Kimberly Pope Adams is an American politician who is the elected member of the Virginia House of Delegates for the 82nd District. She took office as a member of the 164th Virginia General Assembly on January 14, 2026. She won election on November 4, 2025, defeating Republican incumbent Kim Taylor by a margin of about 9%, a massive swing after losing to Taylor by 53 votes in 2023.

Adams was born and raised in the "Five Forks" area of Hopewell, Virginia. She is the youngest of three daughters. She attended Virginia Tech. She was a CPA and later became an auditor for the State of Virginia.

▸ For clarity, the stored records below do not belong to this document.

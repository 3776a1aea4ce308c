//! External issue import adapter.
//!
//! # Responsibility
//! - Fetch open issues for one owner/repo from a GitHub-style endpoint.
//! - Map each remote record to the internal issue shape before it is handed
//!   to the issue service.
//!
//! # Invariants
//! - Mapped issues carry `status=Open`, `priority=Medium` and the record's
//!   canonical web link as `source_url`.
//! - Records representing pull requests are skipped; issues endpoints
//!   interleave them with real issues.
//! - Any transport, status or body failure surfaces as one human-readable
//!   `ImportError`.

use crate::model::issue::{Issue, IssueStatus, Priority};
use chrono::NaiveDate;
use log::info;
use reqwest::blocking::Client;
use reqwest::header::{ACCEPT, USER_AGENT};
use serde::Deserialize;
use std::error::Error;
use std::fmt::{Display, Formatter};
use uuid::Uuid;

/// Fixed page size for one import fetch.
pub const IMPORT_PAGE_SIZE: u32 = 20;

const USER_AGENT_VALUE: &str = concat!("deskboard/", env!("CARGO_PKG_VERSION"));

pub type ImportResult<T> = Result<T, ImportError>;

/// Failure modes of an external issue fetch.
#[derive(Debug)]
pub enum ImportError {
    Network(String),
    Status(u16),
    InvalidBody(String),
}

impl Display for ImportError {
    fn fmt(&self, f: &mut Formatter<'_>) -> std::fmt::Result {
        match self {
            Self::Network(message) => write!(f, "issue source request failed: {message}"),
            Self::Status(code) => write!(f, "issue source returned status {code}"),
            Self::InvalidBody(message) => write!(f, "issue source body invalid: {message}"),
        }
    }
}

impl Error for ImportError {}

/// One record of a GitHub-style issues listing, reduced to the fields the
/// mapping consumes.
#[derive(Debug, Clone, Deserialize)]
pub struct RemoteIssue {
    pub title: String,
    #[serde(default)]
    pub body: Option<String>,
    pub html_url: String,
    #[serde(default)]
    pub created_at: Option<String>,
    /// Present when the record is a pull request rather than an issue.
    #[serde(default)]
    pub pull_request: Option<serde_json::Value>,
}

impl RemoteIssue {
    fn is_pull_request(&self) -> bool {
        self.pull_request.is_some()
    }
}

/// Maps one remote record to an internal issue.
///
/// `fallback_date` is used as `created_at` when the record carries no
/// parseable creation timestamp.
pub fn map_remote_issue(record: RemoteIssue, fallback_date: NaiveDate) -> Issue {
    let created_at = record
        .created_at
        .as_deref()
        .and_then(|value| value.get(..10))
        .and_then(|date| NaiveDate::parse_from_str(date, "%Y-%m-%d").ok())
        .unwrap_or(fallback_date);

    Issue {
        id: Uuid::new_v4(),
        title: record.title,
        description: record.body.unwrap_or_default(),
        priority: Priority::Medium,
        status: IssueStatus::Open,
        due_date: None,
        created_at,
        source_url: Some(record.html_url),
    }
}

/// Maps a listing batch, skipping pull-request records, preserving order.
pub fn map_remote_issues(records: Vec<RemoteIssue>, fallback_date: NaiveDate) -> Vec<Issue> {
    records
        .into_iter()
        .filter(|record| !record.is_pull_request())
        .map(|record| map_remote_issue(record, fallback_date))
        .collect()
}

/// Blocking HTTP source for one owner/repo issue listing.
pub struct GithubIssueSource {
    client: Client,
    api_base: String,
    owner: String,
    repo: String,
}

impl GithubIssueSource {
    pub const DEFAULT_API_BASE: &'static str = "https://api.github.com";

    pub fn new(owner: impl Into<String>, repo: impl Into<String>) -> Self {
        Self::with_api_base(Self::DEFAULT_API_BASE, owner, repo)
    }

    pub fn with_api_base(
        api_base: impl Into<String>,
        owner: impl Into<String>,
        repo: impl Into<String>,
    ) -> Self {
        Self {
            client: Client::new(),
            api_base: api_base.into(),
            owner: owner.into(),
            repo: repo.into(),
        }
    }

    fn issues_url(&self) -> String {
        format!(
            "{}/repos/{}/{}/issues?state=open&per_page={IMPORT_PAGE_SIZE}",
            self.api_base, self.owner, self.repo
        )
    }

    /// Fetches one page of open issues and maps them to internal issues.
    ///
    /// Single attempt; callers decide whether and when to retry.
    pub fn fetch_open_issues(&self, fallback_date: NaiveDate) -> ImportResult<Vec<Issue>> {
        let response = self
            .client
            .get(self.issues_url())
            .header(USER_AGENT, USER_AGENT_VALUE)
            .header(ACCEPT, "application/vnd.github+json")
            .send()
            .map_err(|err| ImportError::Network(err.to_string()))?;

        if !response.status().is_success() {
            return Err(ImportError::Status(response.status().as_u16()));
        }

        let records: Vec<RemoteIssue> = response
            .json()
            .map_err(|err| ImportError::InvalidBody(err.to_string()))?;

        let issues = map_remote_issues(records, fallback_date);
        info!(
            "event=issue_fetch module=sync status=ok owner={} repo={} count={}",
            self.owner,
            self.repo,
            issues.len()
        );
        Ok(issues)
    }
}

She was endorsed by Clean Virginia, the Virginia AFL-CIO, Jane Fonda Climate PAC, Planned Parenthood Advocates of Virginia, the Virginia SEIU, the Sierra Club, the Virginia Education Association, the National Organization for Women, the Virginia Association of Firefighters, and the Working Families Party.

== Elections ==
Adams first ran for the House of Delegates in 2023. She won the Democratic primary with 60.69% of the vote. In the general election, Republican incumbent Kim Taylor was found to have won by 78 votes, a margin of 0.27%. Adams called for a recount, which resulted in a final difference of 53 votes between the two, with Taylor still the winner.

Adams ran again in 2025, defeating Taylor in the general election with 18,529 votes, comprising 53.84% of the vote. Taylor received 15,848 votes, or 46.05% of the vote.